И что-то подсказывало Стасе, что девушка предложением воспользовалась. Правда, она вновь промолчала.
— Ладушку я не видел пять лет. Да, от нее приходили письма, но… сперва обыкновенные, она казалась счастливой. И я даже начал думать, что ошибся, что человек этот и вправду лучше, чем мне представлялось. Но потом письма стали… более вежливыми. Формальными, что ли? Они менялись незаметно, я и сам не понял, в какой момент из них исчезла душа. А когда понял, то, признаюсь, решил, будто бы моя девочка выросла, перестала во мне нуждаться. Дети отдаляются. И это нормально. С супругой мы к тому времени окончательно разошлись, и пусть развод был невозможен, но она переселилась в Китеж. А я… я осознал, что вовсе на так уж в ней и нуждаюсь. Что за годы, которые мы провели отдельно друг от друга, мы стали чужими людьми. И всецело ушел в исследования.
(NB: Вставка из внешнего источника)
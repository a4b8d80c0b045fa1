//! End-to-end tests for the users REST API.
//!
//! Each test builds its own app over a fresh store and drives it in-process.

use api_rest::UsersApp;
use axum::{
    body::Body,
    http::{header::CONTENT_TYPE, Method, Request, StatusCode},
};
use http_body_util::BodyExt;
use serde_json::{json, Value};
use std::collections::HashSet;
use tower::ServiceExt;
use users_core::UserStore;

const NIL_ID: &str = "00000000-0000-0000-0000-000000000000";

fn app() -> UsersApp {
    api_rest::app(UserStore::new())
}

async fn send_raw(
    app: &UsersApp,
    method: Method,
    uri: &str,
    content_type: Option<&str>,
    body: &str,
) -> (StatusCode, String) {
    let mut builder = Request::builder().method(method).uri(uri);
    if let Some(content_type) = content_type {
        builder = builder.header(CONTENT_TYPE, content_type);
    }
    let request = builder
        .body(Body::from(body.to_owned()))
        .expect("request should build");

    let response = app
        .clone()
        .oneshot(request)
        .await
        .expect("app is infallible");
    let status = response.status();
    let bytes = response
        .into_body()
        .collect()
        .await
        .expect("body should collect")
        .to_bytes();

    (status, String::from_utf8(bytes.to_vec()).expect("utf-8 body"))
}

async fn send(app: &UsersApp, method: Method, uri: &str, body: Option<Value>) -> (StatusCode, Value) {
    let (status, text) = match body {
        Some(body) => {
            send_raw(
                app,
                method,
                uri,
                Some("application/json"),
                &body.to_string(),
            )
            .await
        }
        None => send_raw(app, method, uri, None, "").await,
    };

    let value = if text.is_empty() {
        Value::Null
    } else {
        serde_json::from_str(&text).expect("response should be JSON")
    };
    (status, value)
}

async fn create(app: &UsersApp, body: Value) -> Value {
    let (status, user) = send(app, Method::POST, "/api/users", Some(body)).await;
    assert_eq!(status, StatusCode::CREATED);
    user
}

fn message(text: &str) -> Value {
    json!({ "message": text })
}

#[tokio::test]
async fn test_list_starts_empty() {
    let app = app();

    let (status, body) = send(&app, Method::GET, "/api/users", None).await;

    assert_eq!(status, StatusCode::OK);
    assert_eq!(body, json!([]));
}

#[tokio::test]
async fn test_create_then_get_round_trip() {
    let app = app();

    let created = create(&app, json!({"username": "alice", "age": 30})).await;
    let id = created["id"].as_str().expect("id should be a string");

    assert_eq!(created["username"], "alice");
    assert_eq!(created["age"], 30);
    assert_eq!(created["hobbies"], json!([]));

    let (status, fetched) = send(&app, Method::GET, &format!("/api/users/{}", id), None).await;

    assert_eq!(status, StatusCode::OK);
    assert_eq!(fetched, created);
}

#[tokio::test]
async fn test_create_assigns_unique_ids() {
    let app = app();
    let mut ids = HashSet::new();

    for i in 0..20 {
        let user = create(&app, json!({"username": format!("user{}", i), "age": 20 + i})).await;
        ids.insert(user["id"].as_str().unwrap().to_owned());
    }

    assert_eq!(ids.len(), 20);
}

#[tokio::test]
async fn test_create_ignores_client_id() {
    let app = app();

    let created = create(&app, json!({"id": NIL_ID, "username": "eve", "age": 22})).await;

    assert_ne!(created["id"], NIL_ID);
    let (status, _) = send(&app, Method::GET, &format!("/api/users/{}", NIL_ID), None).await;
    assert_eq!(status, StatusCode::NOT_FOUND);
}

#[tokio::test]
async fn test_list_returns_insertion_order() {
    let app = app();
    create(&app, json!({"username": "first", "age": 1})).await;
    create(&app, json!({"username": "second", "age": 2, "hobbies": ["chess"]})).await;

    let (status, body) = send(&app, Method::GET, "/api/users", None).await;

    assert_eq!(status, StatusCode::OK);
    let names: Vec<&str> = body
        .as_array()
        .unwrap()
        .iter()
        .map(|u| u["username"].as_str().unwrap())
        .collect();
    assert_eq!(names, vec!["first", "second"]);
    assert_eq!(body[1]["hobbies"], json!(["chess"]));
}

#[tokio::test]
async fn test_get_invalid_id_format() {
    let app = app();

    let (status, body) = send(&app, Method::GET, "/api/users/not-a-uuid", None).await;

    assert_eq!(status, StatusCode::BAD_REQUEST);
    assert_eq!(body, message("Invalid userId format"));
}

#[tokio::test]
async fn test_get_unknown_id() {
    let app = app();

    let (status, body) = send(&app, Method::GET, &format!("/api/users/{}", NIL_ID), None).await;

    assert_eq!(status, StatusCode::NOT_FOUND);
    assert_eq!(body, message("User not found"));
}

#[tokio::test]
async fn test_get_unknown_version_or_variant_is_invalid_format() {
    let app = app();
    let unknown_version = "550e8400-e29b-01d4-0716-446655440000";
    let non_rfc_variant = "550e8400-e29b-41d4-c716-446655440000";

    for id in [unknown_version, non_rfc_variant] {
        let (status, body) = send(&app, Method::GET, &format!("/api/users/{}", id), None).await;

        assert_eq!(status, StatusCode::BAD_REQUEST, "id {}", id);
        assert_eq!(body, message("Invalid userId format"));
    }
}

#[tokio::test]
async fn test_get_nil_and_max_ids_are_well_formed() {
    let app = app();

    for id in [NIL_ID, "ffffffff-ffff-ffff-ffff-ffffffffffff"] {
        let (status, body) = send(&app, Method::GET, &format!("/api/users/{}", id), None).await;

        assert_eq!(status, StatusCode::NOT_FOUND, "id {}", id);
        assert_eq!(body, message("User not found"));
    }
}

#[tokio::test]
async fn test_get_uppercased_id_does_not_match() {
    let app = app();
    let created = create(&app, json!({"username": "alice", "age": 30})).await;
    let id = created["id"].as_str().unwrap();
    let upper = id.to_uppercase();

    let (status, _) = send(&app, Method::GET, &format!("/api/users/{}", upper), None).await;

    if upper == id {
        assert_eq!(status, StatusCode::OK);
    } else {
        assert_eq!(status, StatusCode::NOT_FOUND);
    }
}

#[tokio::test]
async fn test_create_requires_age() {
    let app = app();

    let (status, body) = send(
        &app,
        Method::POST,
        "/api/users",
        Some(json!({"username": "bob"})),
    )
    .await;

    assert_eq!(status, StatusCode::BAD_REQUEST);
    assert_eq!(body, message("Username and age are required fields"));
}

#[tokio::test]
async fn test_create_rejects_zero_age() {
    let app = app();

    let (status, body) = send(
        &app,
        Method::POST,
        "/api/users",
        Some(json!({"username": "bob", "age": 0})),
    )
    .await;

    assert_eq!(status, StatusCode::BAD_REQUEST);
    assert_eq!(body, message("Username and age are required fields"));
}

#[tokio::test]
async fn test_create_rejects_empty_username() {
    let app = app();

    let (status, body) = send(
        &app,
        Method::POST,
        "/api/users",
        Some(json!({"username": "", "age": 40})),
    )
    .await;

    assert_eq!(status, StatusCode::BAD_REQUEST);
    assert_eq!(body, message("Username and age are required fields"));
}

#[tokio::test]
async fn test_create_rejects_malformed_hobbies() {
    let app = app();

    let (status, body) = send(
        &app,
        Method::POST,
        "/api/users",
        Some(json!({"username": "bob", "age": 40, "hobbies": "chess"})),
    )
    .await;

    assert_eq!(status, StatusCode::BAD_REQUEST);
    assert_eq!(body, message("Hobbies must be an array of strings"));
}

#[tokio::test]
async fn test_create_without_json_content_type_is_missing_fields() {
    let app = app();

    let (status, text) = send_raw(
        &app,
        Method::POST,
        "/api/users",
        Some("text/plain"),
        r#"{"username":"bob","age":3}"#,
    )
    .await;

    assert_eq!(status, StatusCode::BAD_REQUEST);
    assert!(text.contains("Username and age are required fields"));
}

#[tokio::test]
async fn test_create_with_malformed_json_is_internal_error() {
    let app = app();

    let (status, text) = send_raw(
        &app,
        Method::POST,
        "/api/users",
        Some("application/json"),
        r#"{"username": "bob", "#,
    )
    .await;

    assert_eq!(status, StatusCode::INTERNAL_SERVER_ERROR);
    let body: Value = serde_json::from_str(&text).unwrap();
    assert_eq!(body, message("Internal Server Error"));
}

#[tokio::test]
async fn test_update_replaces_all_fields() {
    let app = app();
    let created = create(
        &app,
        json!({"username": "carol", "age": 28, "hobbies": ["running", "reading"]}),
    )
    .await;
    let id = created["id"].as_str().unwrap();

    let (status, updated) = send(
        &app,
        Method::PUT,
        &format!("/api/users/{}", id),
        Some(json!({"username": "caroline", "age": 29})),
    )
    .await;

    assert_eq!(status, StatusCode::OK);
    assert_eq!(
        updated,
        json!({"id": id, "username": "caroline", "age": 29, "hobbies": []})
    );

    let (_, fetched) = send(&app, Method::GET, &format!("/api/users/{}", id), None).await;
    assert_eq!(fetched, updated);
}

#[tokio::test]
async fn test_update_keeps_path_id_over_body_id() {
    let app = app();
    let created = create(&app, json!({"username": "dan", "age": 50})).await;
    let id = created["id"].as_str().unwrap();

    let (status, updated) = send(
        &app,
        Method::PUT,
        &format!("/api/users/{}", id),
        Some(json!({"id": NIL_ID, "username": "dan", "age": 51})),
    )
    .await;

    assert_eq!(status, StatusCode::OK);
    assert_eq!(updated["id"], id);
}

#[tokio::test]
async fn test_update_keeps_position_in_list() {
    let app = app();
    create(&app, json!({"username": "a", "age": 1})).await;
    let middle = create(&app, json!({"username": "b", "age": 2})).await;
    create(&app, json!({"username": "c", "age": 3})).await;

    send(
        &app,
        Method::PUT,
        &format!("/api/users/{}", middle["id"].as_str().unwrap()),
        Some(json!({"username": "bee", "age": 2})),
    )
    .await;

    let (_, list) = send(&app, Method::GET, "/api/users", None).await;
    assert_eq!(list[1]["username"], "bee");
    assert_eq!(list.as_array().unwrap().len(), 3);
}

#[tokio::test]
async fn test_update_check_order() {
    let app = app();

    // Invalid format wins over everything else.
    let (status, body) = send(
        &app,
        Method::PUT,
        "/api/users/nope",
        Some(json!({"username": "x"})),
    )
    .await;
    assert_eq!(status, StatusCode::BAD_REQUEST);
    assert_eq!(body, message("Invalid userId format"));

    // Unknown user is reported before missing fields.
    let (status, body) = send(
        &app,
        Method::PUT,
        &format!("/api/users/{}", NIL_ID),
        Some(json!({})),
    )
    .await;
    assert_eq!(status, StatusCode::NOT_FOUND);
    assert_eq!(body, message("User not found"));

    // Existing user with missing fields.
    let created = create(&app, json!({"username": "x", "age": 9})).await;
    let id = created["id"].as_str().unwrap();
    let (status, body) = send(
        &app,
        Method::PUT,
        &format!("/api/users/{}", id),
        Some(json!({"username": "x", "age": false})),
    )
    .await;
    assert_eq!(status, StatusCode::BAD_REQUEST);
    assert_eq!(body, message("Username and age are required fields"));

    // The failed update left the record untouched.
    let (_, fetched) = send(&app, Method::GET, &format!("/api/users/{}", id), None).await;
    assert_eq!(fetched, created);
}

#[tokio::test]
async fn test_delete_then_get_and_delete_again() {
    let app = app();
    let created = create(&app, json!({"username": "frank", "age": 60})).await;
    let uri = format!("/api/users/{}", created["id"].as_str().unwrap());

    let (status, text) = send_raw(&app, Method::DELETE, &uri, None, "").await;
    assert_eq!(status, StatusCode::NO_CONTENT);
    assert!(text.is_empty());

    let (status, body) = send(&app, Method::GET, &uri, None).await;
    assert_eq!(status, StatusCode::NOT_FOUND);
    assert_eq!(body, message("User not found"));

    let (status, body) = send(&app, Method::DELETE, &uri, None).await;
    assert_eq!(status, StatusCode::NOT_FOUND);
    assert_eq!(body, message("User not found"));
}

#[tokio::test]
async fn test_delete_invalid_id_format() {
    let app = app();

    let (status, body) = send(&app, Method::DELETE, "/api/users/123", None).await;

    assert_eq!(status, StatusCode::BAD_REQUEST);
    assert_eq!(body, message("Invalid userId format"));
}

#[tokio::test]
async fn test_unmatched_route() {
    let app = app();

    let (status, body) = send(&app, Method::GET, "/api/nonexistent", None).await;

    assert_eq!(status, StatusCode::NOT_FOUND);
    assert_eq!(body, message("Endpoint not found"));
}

#[tokio::test]
async fn test_unsupported_method_on_known_path() {
    let app = app();

    let (status, body) = send(&app, Method::PATCH, &format!("/api/users/{}", NIL_ID), None).await;
    assert_eq!(status, StatusCode::NOT_FOUND);
    assert_eq!(body, message("Endpoint not found"));

    let (status, body) = send(&app, Method::DELETE, "/api/users", None).await;
    assert_eq!(status, StatusCode::NOT_FOUND);
    assert_eq!(body, message("Endpoint not found"));
}

#[tokio::test]
async fn test_trailing_slash_is_tolerated() {
    let app = app();
    create(&app, json!({"username": "gina", "age": 33})).await;

    let (status, body) = send(&app, Method::GET, "/api/users/", None).await;

    assert_eq!(status, StatusCode::OK);
    assert_eq!(body.as_array().unwrap().len(), 1);
}

#[tokio::test]
async fn test_users_path_is_case_insensitive() {
    let app = app();
    let created = create(&app, json!({"username": "hal", "age": 9})).await;
    let id = created["id"].as_str().unwrap();

    let (status, body) = send(&app, Method::GET, "/API/USERS", None).await;
    assert_eq!(status, StatusCode::OK);
    assert_eq!(body.as_array().unwrap().len(), 1);

    let (status, body) = send(&app, Method::GET, &format!("/Api/Users/{}/", id), None).await;
    assert_eq!(status, StatusCode::OK);
    assert_eq!(body["username"], "hal");

    let (status, body) = send(&app, Method::GET, "/API/NONEXISTENT", None).await;
    assert_eq!(status, StatusCode::NOT_FOUND);
    assert_eq!(body, message("Endpoint not found"));
}

#[tokio::test]
async fn test_apps_over_separate_stores_are_independent() {
    let first = app();
    let second = app();
    create(&first, json!({"username": "solo", "age": 1})).await;

    let (_, body) = send(&second, Method::GET, "/api/users", None).await;

    assert_eq!(body, json!([]));
}

#[tokio::test]
async fn test_responses_are_json() {
    let app = app();
    let request = Request::builder()
        .method(Method::GET)
        .uri("/api/nonexistent")
        .body(Body::empty())
        .unwrap();

    let response = app.oneshot(request).await.unwrap();

    let content_type = response.headers().get(CONTENT_TYPE).unwrap();
    assert_eq!(content_type, "application/json");
}

#[tokio::test]
async fn test_openapi_document_is_served() {
    let app = app();

    let (status, body) = send(&app, Method::GET, "/api-docs/openapi.json", None).await;

    assert_eq!(status, StatusCode::OK);
    assert!(body["paths"]["/api/users"].is_object());
}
Холод истаивал, то ли сам по себе, то ли хозяин дома успокаивался все же.
— Лада появилась вдруг. Она… просто переступила порог, огляделась и спросила: не передумал ли я? Может ли она рассчитывать, что я приму ее.
Принял.
И… наверное, тогда-то и случилось с домом то, что случилось.
— Она так изменилась, моя девочка. Она стала тонкой, полупрозрачной почти и смотрела так, будто ждала отказа. Оказалось, что она уже просила помощи. У матушки своей, у Береники, но обе… обе сочли, что Ладушка просто капризничает, что… и вправду, на что она жалуется? Разве супруг ее обижает? У нее дом роскошный, нарядов множество великое, слуги и служанки, готовые исполнить любую прихоть. И сам-то супруг ее любит, пылинки сдувает…
Он испустил тяжкий вздох, и Стася вздрогнула, до того тяжелым показался этот вот звук, на который дом откликнулся скрипом да скрежетом.
— Если так смотреть, то ей и вправду жаловаться было не на что. Балы, ассамблеи, вечера… она могла блистать, моя Ладушка…
— Но ей это было не нужно? — тихо спросила Стася.
— Именно, — на лице Евдокима Афанасьевича появилась болезненная улыбка. — Ей это было совершенно не нужно. Ей хотелось заниматься делом, наукой, но… разве пристало княгине размениваться на подобные глупости? Да и сама по себе наука, когда дело доходит до испытаний, занятие небезопасное. И ее вытеснили. Понемногу. Полегоньку… она пыталась с ним говорить, но ее не слышали.
Стася кивнула. С мужчинами часто случается такое, что они слушают, но не слышат, думая, будто им-то всяко лучше известно, как оно правильно жить.